Collection entries:
* * * * *

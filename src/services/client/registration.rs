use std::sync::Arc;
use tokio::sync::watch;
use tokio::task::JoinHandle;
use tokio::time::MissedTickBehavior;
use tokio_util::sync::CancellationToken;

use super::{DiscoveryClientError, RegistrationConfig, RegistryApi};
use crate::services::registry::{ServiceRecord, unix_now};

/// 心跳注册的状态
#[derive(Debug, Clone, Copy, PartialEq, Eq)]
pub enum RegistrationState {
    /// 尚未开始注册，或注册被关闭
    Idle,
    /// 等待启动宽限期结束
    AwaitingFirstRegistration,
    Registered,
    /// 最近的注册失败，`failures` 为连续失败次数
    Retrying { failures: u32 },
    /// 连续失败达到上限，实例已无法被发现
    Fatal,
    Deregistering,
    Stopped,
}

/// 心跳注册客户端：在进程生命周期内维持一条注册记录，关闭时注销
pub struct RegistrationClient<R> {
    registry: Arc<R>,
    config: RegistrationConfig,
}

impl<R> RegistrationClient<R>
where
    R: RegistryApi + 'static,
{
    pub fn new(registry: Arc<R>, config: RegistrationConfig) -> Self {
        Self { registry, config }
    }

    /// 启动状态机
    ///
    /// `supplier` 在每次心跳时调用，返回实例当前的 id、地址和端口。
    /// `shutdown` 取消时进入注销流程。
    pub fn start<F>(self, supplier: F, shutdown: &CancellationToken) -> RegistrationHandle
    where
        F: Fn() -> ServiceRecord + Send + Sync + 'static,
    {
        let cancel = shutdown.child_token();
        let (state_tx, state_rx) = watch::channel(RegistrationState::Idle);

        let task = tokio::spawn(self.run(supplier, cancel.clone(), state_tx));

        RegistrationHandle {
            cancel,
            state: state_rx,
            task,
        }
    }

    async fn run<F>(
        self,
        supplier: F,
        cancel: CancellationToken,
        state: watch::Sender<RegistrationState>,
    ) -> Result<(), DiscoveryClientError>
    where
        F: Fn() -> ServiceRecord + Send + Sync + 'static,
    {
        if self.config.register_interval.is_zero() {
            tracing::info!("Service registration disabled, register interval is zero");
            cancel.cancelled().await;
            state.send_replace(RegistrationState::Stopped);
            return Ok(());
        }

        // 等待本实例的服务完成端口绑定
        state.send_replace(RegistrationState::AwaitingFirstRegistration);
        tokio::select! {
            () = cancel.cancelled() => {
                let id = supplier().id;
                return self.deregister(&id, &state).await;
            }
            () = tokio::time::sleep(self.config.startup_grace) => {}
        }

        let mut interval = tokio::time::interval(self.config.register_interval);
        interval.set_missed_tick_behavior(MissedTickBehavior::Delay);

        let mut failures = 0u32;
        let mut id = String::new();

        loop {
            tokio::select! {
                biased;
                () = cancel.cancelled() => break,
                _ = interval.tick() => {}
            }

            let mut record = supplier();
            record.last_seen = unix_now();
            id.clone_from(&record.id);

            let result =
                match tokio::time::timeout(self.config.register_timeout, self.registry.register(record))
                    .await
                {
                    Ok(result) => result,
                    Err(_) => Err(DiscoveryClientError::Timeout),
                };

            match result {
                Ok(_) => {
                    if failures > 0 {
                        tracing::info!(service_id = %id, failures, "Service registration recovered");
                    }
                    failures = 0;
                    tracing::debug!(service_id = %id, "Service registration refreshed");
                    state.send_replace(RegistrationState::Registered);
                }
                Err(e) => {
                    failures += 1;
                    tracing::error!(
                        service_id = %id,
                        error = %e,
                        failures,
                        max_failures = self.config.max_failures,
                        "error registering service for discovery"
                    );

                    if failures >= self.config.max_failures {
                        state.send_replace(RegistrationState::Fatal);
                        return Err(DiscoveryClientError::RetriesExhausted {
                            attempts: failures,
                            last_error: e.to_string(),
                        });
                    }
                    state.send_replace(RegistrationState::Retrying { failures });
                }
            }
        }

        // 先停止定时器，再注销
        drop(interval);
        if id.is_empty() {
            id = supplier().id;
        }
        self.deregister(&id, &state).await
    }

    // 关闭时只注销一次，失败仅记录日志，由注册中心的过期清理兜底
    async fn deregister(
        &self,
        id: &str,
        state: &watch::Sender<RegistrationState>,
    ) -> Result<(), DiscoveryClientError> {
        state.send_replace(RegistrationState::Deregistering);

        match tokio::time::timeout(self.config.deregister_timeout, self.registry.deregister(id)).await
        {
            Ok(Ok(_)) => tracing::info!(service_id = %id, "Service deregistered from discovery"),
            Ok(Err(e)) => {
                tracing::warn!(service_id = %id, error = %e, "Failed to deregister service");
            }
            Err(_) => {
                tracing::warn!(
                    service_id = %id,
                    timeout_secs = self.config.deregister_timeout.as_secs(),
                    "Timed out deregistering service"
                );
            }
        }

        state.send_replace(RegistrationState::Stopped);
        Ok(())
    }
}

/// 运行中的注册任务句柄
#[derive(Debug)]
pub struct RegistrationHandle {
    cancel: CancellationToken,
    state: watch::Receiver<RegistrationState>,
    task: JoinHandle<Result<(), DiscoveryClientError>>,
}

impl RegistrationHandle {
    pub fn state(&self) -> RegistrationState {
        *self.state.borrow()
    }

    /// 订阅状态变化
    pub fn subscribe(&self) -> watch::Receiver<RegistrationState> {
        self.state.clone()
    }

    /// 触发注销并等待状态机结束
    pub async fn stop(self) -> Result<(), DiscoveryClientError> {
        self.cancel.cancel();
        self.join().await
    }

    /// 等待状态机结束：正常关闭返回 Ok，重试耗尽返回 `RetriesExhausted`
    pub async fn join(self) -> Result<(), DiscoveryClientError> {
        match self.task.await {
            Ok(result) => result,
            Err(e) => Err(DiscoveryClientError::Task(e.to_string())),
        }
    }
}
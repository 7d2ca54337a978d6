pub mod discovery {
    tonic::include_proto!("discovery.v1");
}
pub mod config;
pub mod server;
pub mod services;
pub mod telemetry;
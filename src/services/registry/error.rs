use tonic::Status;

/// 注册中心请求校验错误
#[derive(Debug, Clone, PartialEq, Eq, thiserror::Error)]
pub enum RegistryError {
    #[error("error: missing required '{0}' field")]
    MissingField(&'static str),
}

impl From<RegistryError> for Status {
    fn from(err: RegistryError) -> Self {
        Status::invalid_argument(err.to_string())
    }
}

* * * * *

## What you are asked to do
For this exercise, set down all of the entries again word for word.

## Task result
filename src/services/client/registration.rs
use std::sync::Arc;
use tokio::sync::watch;
use tokio::task::JoinHandle;
use tokio::time::MissedTickBehavior;
use tokio_util::sync::CancellationToken;

use super::{DiscoveryClientError, RegistrationConfig, RegistryApi};
use crate::services::registry::{ServiceRecord, unix_now};

/// 心跳注册的状态
#[derive(Debug, Clone, Copy, PartialEq, Eq)]
pub enum RegistrationState {
    /// 尚未开始注册，或注册被关闭
    Idle,
    /// 等待启动宽限期结束
    AwaitingFirstRegistration,
    Registered,
    /// 最近的注册失败，`failures` 为连续失败次数
    Retrying { failures: u32 },
    /// 连续失败达到上限，实例已无法被发现
    Fatal,
    Deregistering,
    Stopped,
}

/// 心跳注册客户端：在进程生命周期内维持一条注册记录，关闭时注销
pub struct RegistrationClient<R> {
    registry: Arc<R>,
    config: RegistrationConfig,
}

impl<R> RegistrationClient<R>
where
    R: RegistryApi + 'static,
{
    pub fn new(registry: Arc<R>, config: RegistrationConfig) -> Self {
        Self { registry, config }
    }

    /// 启动状态机
    ///
    /// `supplier` 在每次心跳时调用，返回实例当前的 id、地址和端口。
    /// `shutdown` 取消时进入注销流程。
    pub fn start<F>(self, supplier: F, shutdown: &CancellationToken) -> RegistrationHandle
    where
        F: Fn() -> ServiceRecord + Send + Sync + 'static,
    {
        let cancel = shutdown.child_token();
        let (state_tx, state_rx) = watch::channel(RegistrationState::Idle);

        let task = tokio::spawn(self.run(supplier, cancel.clone(), state_tx));

        RegistrationHandle {
            cancel,
            state: state_rx,
            task,
        }
    }

    async fn run<F>(
        self,
        supplier: F,
        cancel: CancellationToken,
        state: watch::Sender<RegistrationState>,
    ) -> Result<(), DiscoveryClientError>
    where
        F: Fn() -> ServiceRecord + Send + Sync + 'static,
    {
        if self.config.register_interval.is_zero() {
            tracing::info!("Service registration disabled, register interval is zero");
            cancel.cancelled().await;
            state.send_replace(RegistrationState::Stopped);
            return Ok(());
        }

        // 等待本实例的服务完成端口绑定
        state.send_replace(RegistrationState::AwaitingFirstRegistration);
        tokio::select! {
            () = cancel.cancelled() => {
                let id = supplier().id;
                return self.deregister(&id, &state).await;
            }
            () = tokio::time::sleep(self.config.startup_grace) => {}
        }

        let mut interval = tokio::time::interval(self.config.register_interval);
        interval.set_missed_tick_behavior(MissedTickBehavior::Delay);

        let mut failures = 0u32;
        let mut id = String::new();

        loop {
            tokio::select! {
                biased;
                () = cancel.cancelled() => break,
                _ = interval.tick() => {}
            }

            let mut record = supplier();
            record.last_seen = unix_now();
            id.clone_from(&record.id);

            let result =
                match tokio::time::timeout(self.config.register_timeout, self.registry.register(record))
                    .await
                {
                    Ok(result) => result,
                    Err(_) => Err(DiscoveryClientError::Timeout),
                };

            match result {
                Ok(_) => {
                    if failures > 0 {
                        tracing::info!(service_id = %id, failures, "Service registration recovered");
                    }
                    failures = 0;
                    tracing::debug!(service_id = %id, "Service registration refreshed");
                    state.send_replace(RegistrationState::Registered);
                }
                Err(e) => {
                    failures += 1;
                    tracing::error!(
                        service_id = %id,
                        error = %e,
                        failures,
                        max_failures = self.config.max_failures,
                        "error registering service for discovery"
                    );

                    if failures >= self.config.max_failures {
                        state.send_replace(RegistrationState::Fatal);
                        return Err(DiscoveryClientError::RetriesExhausted {
                            attempts: failures,
                            last_error: e.to_string(),
                        });
                    }
                    state.send_replace(RegistrationState::Retrying { failures });
                }
            }
        }

        // 先停止定时器，再注销
        drop(interval);
        if id.is_empty() {
            id = supplier().id;
        }
        self.deregister(&id, &state).await
    }

    // 关闭时只注销一次，失败仅记录日志，由注册中心的过期清理兜底
    async fn deregister(
        &self,
        id: &str,
        state: &watch::Sender<RegistrationState>,
    ) -> Result<(), DiscoveryClientError> {
        state.send_replace(RegistrationState::Deregistering);

        match tokio::time::timeout(self.config.deregister_timeout, self.registry.deregister(id)).await
        {
            Ok(Ok(_)) => tracing::info!(service_id = %id, "Service deregistered from discovery"),
            Ok(Err(e)) => {
                tracing::warn!(service_id = %id, error = %e, "Failed to deregister service");
            }
            Err(_) => {
                tracing::warn!(
                    service_id = %id,
                    timeout_secs = self.config.deregister_timeout.as_secs(),
                    "Timed out deregistering service"
                );
            }
        }

        state.send_replace(RegistrationState::Stopped);
        Ok(())
    }
}

/// 运行中的注册任务句柄
#[derive(Debug)]
pub struct RegistrationHandle {
    cancel: CancellationToken,
    state: watch::Receiver<RegistrationState>,
    task: JoinHandle<Result<(), DiscoveryClientError>>,
}

impl RegistrationHandle {
    pub fn state(&self) -> RegistrationState {
        *self.state.borrow()
    }

    /// 订阅状态变化
    pub fn subscribe(&self) -> watch::Receiver<RegistrationState> {
        self.state.clone()
    }

    /// 触发注销并等待状态机结束
    pub async fn stop(self) -> Result<(), DiscoveryClientError> {
        self.cancel.cancel();
        self.join().await
    }

    /// 等待状态机结束：正常关闭返回 Ok，重试耗尽返回 `RetriesExhausted`
    pub async fn join(self) -> Result<(), DiscoveryClientError> {
        match self.task.await {
            Ok(result) => result,
            Err(e) => Err(DiscoveryClientError::Task(e.to_string())),
        }
    }
}
repository 7d2ca54337a978d6
pub mod discovery {
    tonic::include_proto!("discovery.v1");
}
pub mod config;
pub mod server;
pub mod services;
pub mod telemetry;
filename src/services/registry/error.rs
use tonic::Status;

/// 注册中心请求校验错误
#[derive(Debug, Clone, PartialEq, Eq, thiserror::Error)]
pub enum RegistryError {
    #[error("error: missing required '{0}' field")]
    MissingField(&'static str),
}

impl From<RegistryError> for Status {
    fn from(err: RegistryError) -> Self {
        Status::invalid_argument(err.to_string())
    }
}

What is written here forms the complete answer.